### Extracted entries
..............................

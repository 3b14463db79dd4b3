use anyhow::Result;
use std::env;
use std::path::PathBuf;
use std::time::SystemTime;

use crate::commands::CommandReport;
use crate::error::EnvError;
use crate::shellenv::config::{load_config, load_env_config};
use crate::shellenv::paths::config_dir_without_home;
use crate::shellenv::runs::{PruneMode, PrunePolicy, Verdict, prune_runs};

#[derive(Debug, Clone)]
pub struct PruneOptions {
    pub mode: PruneMode,
}

fn required_workspace() -> Result<PathBuf> {
    match env::var("WORKSPACE") {
        Ok(v) if !v.trim().is_empty() => Ok(PathBuf::from(v.trim())),
        _ => Err(EnvError::WorkspaceMissing("WORKSPACE is unset".to_string()).into()),
    }
}

pub fn run(opts: &PruneOptions) -> Result<CommandReport> {
    let workspace = required_workspace()?;
    let config_dir =
        config_dir_without_home(dirs::home_dir().as_deref(), env::var("HPCENV_CONFIG_DIR").ok());
    let config = match config_dir {
        Some(dir) => load_config(&dir)?,
        None => load_env_config()?,
    };
    let policy = PrunePolicy {
        days_old: config.prune.days_old,
        sentinel: config.prune.sentinel,
        mode: opts.mode,
    };

    let outcome = prune_runs(&workspace, &policy, SystemTime::now())?;

    let mut report = CommandReport::new("prune");
    report.detail(format!(
        "mode={}",
        match policy.mode {
            PruneMode::DryRun => "dry-run",
            PruneMode::Clean => "clean",
        }
    ));
    report.detail(format!("workspace={}", workspace.display()));
    report.detail(format!("days_old={}", policy.days_old));
    report.detail(format!("sentinel={}", policy.sentinel));

    for entry in &outcome.entries {
        match entry.verdict {
            Verdict::Eligible if policy.mode == PruneMode::DryRun => report.detail(format!(
                "would remove {} ({} days old)",
                entry.path.display(),
                entry.age_days
            )),
            Verdict::Protected => report.detail(format!("protected {}", entry.path.display())),
            _ => {}
        }
    }
    for path in &outcome.removed {
        report.detail(format!("removed {}", path.display()));
    }
    report.detail(format!(
        "scanned={} eligible={} protected={} too_recent={} removed={} vanished={}",
        outcome.entries.len(),
        outcome.count(Verdict::Eligible),
        outcome.count(Verdict::Protected),
        outcome.count(Verdict::TooRecent),
        outcome.removed.len(),
        outcome.vanished
    ));
    for (path, err) in &outcome.errors {
        report.issue(format!("failed to remove {}: {err}", path.display()));
    }
    Ok(report)
}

..............................

### What the exercise asks
Count the lines of the records that include the word "removed". Give the number by itself.

### Answer to the exercise
4